RECURSO CÍVEL Nº 5004897-46.2020.4.04.7110/RS

RELATOR: Juiz Federal JOSÉ FRANCISCO ANDREOTTI SPIZZIRRI

RECORRENTE: ELOA ANTONIA MACHADO DE SOUZA DAS NEVES (AUTOR)

RECORRIDO: INSTITUTO NACIONAL DO SEGURO SOCIAL - INSS (RÉU)

VOTO

Trata-se de recurso interposto pela parte autora (23-REC_1) contra sentença que julgou improcedente o pedido de concessão de auxílio por incapacidade temporária, requerido em 30/06/2020 (1-PROC_3, fl. 1).

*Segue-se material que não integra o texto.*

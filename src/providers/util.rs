use std::collections::BTreeMap;
use std::fmt::Display;
use std::future::Future;
use std::time::Duration;
use tracing::debug;

use crate::core::{HoldingWeight, HoldingsMap};

/// Retries an async operation with configurable attempts and delays
///
/// # Parameters
/// - `operation`: Closure returning a future
/// - `retries`: Number of retry attempts (total runs = 1 initial + retries)
/// - `delay_ms`: Milliseconds between retry attempts
///
/// # Returns
/// Either the successful result or the error after all attempts
pub async fn with_retry<F, Fut, T, E>(
    mut operation: F,
    retries: usize,
    delay_ms: u64,
) -> Result<T, E>
where
    F: FnMut() -> Fut,
    Fut: Future<Output = Result<T, E>>,
    E: Display,
{
    let mut attempt = 1;
    loop {
        match operation().await {
            Ok(val) => return Ok(val),
            Err(err) => {
                if attempt > retries {
                    return Err(err);
                }
                debug!(
                    "Attempt {}/{} failed: {}. Retrying...",
                    attempt, retries, err
                );
                attempt += 1;
                tokio::time::sleep(Duration::from_millis(delay_ms)).await;
            }
        }
    }
}

/// Rounds a weight to eight decimal places.
pub fn round8(weight: f64) -> f64 {
    (weight * 1e8).round() / 1e8
}

/// Parses a percentage cell ("4.09", "4.09%", "1,234.5") into a fractional
/// weight. Returns None for unparsable, negative or non-finite values.
pub fn parse_percent_weight(raw: &str) -> Option<f64> {
    let cleaned = raw.trim().trim_end_matches('%').replace(',', "");
    let pct: f64 = cleaned.parse().ok()?;
    if !pct.is_finite() || pct < 0.0 {
        return None;
    }
    Some(round8(pct / 100.0))
}

/// Finalizes accumulated per-ticker weights into a holdings map.
pub fn into_holdings(weights: BTreeMap<String, f64>) -> HoldingsMap {
    weights
        .into_iter()
        .map(|(ticker, weight)| (ticker, HoldingWeight::from(round8(weight))))
        .collect()
}

#[cfg(test)]
mod tests {
    use super::*;
    use std::sync::atomic::{AtomicUsize, Ordering};

    #[tokio::test]
    async fn test_with_retry_recovers_after_failures() {
        let calls = AtomicUsize::new(0);
        let result: Result<u32, String> = with_retry(
            || {
                let attempt = calls.fetch_add(1, Ordering::SeqCst);
                async move {
                    if attempt < 2 {
                        Err("transient".to_string())
                    } else {
                        Ok(42)
                    }
                }
            },
            3,
            1,
        )
        .await;
        assert_eq!(result.unwrap(), 42);
        assert_eq!(calls.load(Ordering::SeqCst), 3);
    }

    #[tokio::test]
    async fn test_with_retry_gives_up() {
        let calls = AtomicUsize::new(0);
        let result: Result<u32, String> = with_retry(
            || {
                calls.fetch_add(1, Ordering::SeqCst);
                async { Err::<u32, _>("down".to_string()) }
            },
            2,
            1,
        )
        .await;
        assert_eq!(result.unwrap_err(), "down");
        // one initial attempt plus two retries
        assert_eq!(calls.load(Ordering::SeqCst), 3);
    }

    #[test]
    fn test_parse_percent_weight() {
        assert_eq!(parse_percent_weight("4.09"), Some(0.0409));
        assert_eq!(parse_percent_weight("4.09%"), Some(0.0409));
        assert_eq!(parse_percent_weight("1,234.5"), Some(12.345));
        assert_eq!(parse_percent_weight(" 0.5 "), Some(0.005));
        assert_eq!(parse_percent_weight(""), None);
        assert_eq!(parse_percent_weight("n/a"), None);
        assert_eq!(parse_percent_weight("-1.2"), None);
        assert_eq!(parse_percent_weight("NaN"), None);
    }

    #[test]
    fn test_round8() {
        assert_eq!(round8(0.123456789), 0.12345679);
        assert_eq!(round8(0.1), 0.1);
    }
}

Sustenta, em síntese, que por ser microempreendedora individual, a autora tem a possibilidade de contribuir em atraso para fins de cumprimento do requisito legal da carência. Assim, requer a reforma da sentença, com a procedência da demanda.

Decido.

O feito restou bem solucionado em sentença, que deve ser confirmada pelos próprios fundamentos, nos termos do art. 46 da Lei nº 9.099/95, combinado com art. da Lei nº 10.259/01. Transcrevo os fundamentos como forma de decidir (17-SENT1):

"(...) No que diz respeito a carência, verifica-se do CNIS que a autora vem contribuindo na modalidade de Contribuinte Individual desde 05/2018, quando, inclusive, retornou ao RGPS. Ocorre que no interregno de 05/2018 até 12/2018 as competências foram pagas nos dois anos seguintes, em 2019 e 2020 (evento 04, CNIS, pgs 02/03). E no interregno de 01/2019 até 03/2019 os recolhimentos foram feitos, os três, em 27.08.2020 (evento 08, OUT3, pgs 03/05). Portanto, tais recolhimentos não podem ser computados para fins de carência porquanto intempestivos.

Desse modo, considerando que houve recolhimento tempestivo, nos termos do art. 30, II da Lei 8.213/91, somente das competências de 04/2019 até 08/2019 e que após 08/2019 não há quaisquer outros recolhimentos (evento 04) conforme imagem abaixo, a requerente conta com 05 contribuições computáveis como carência até a DER, em 30.06.2020, inferior ao mínimo necessário de 06 contribuições, nos moldes do art. 25, I cumulado com o art. 27-A da Lei 8.213/91.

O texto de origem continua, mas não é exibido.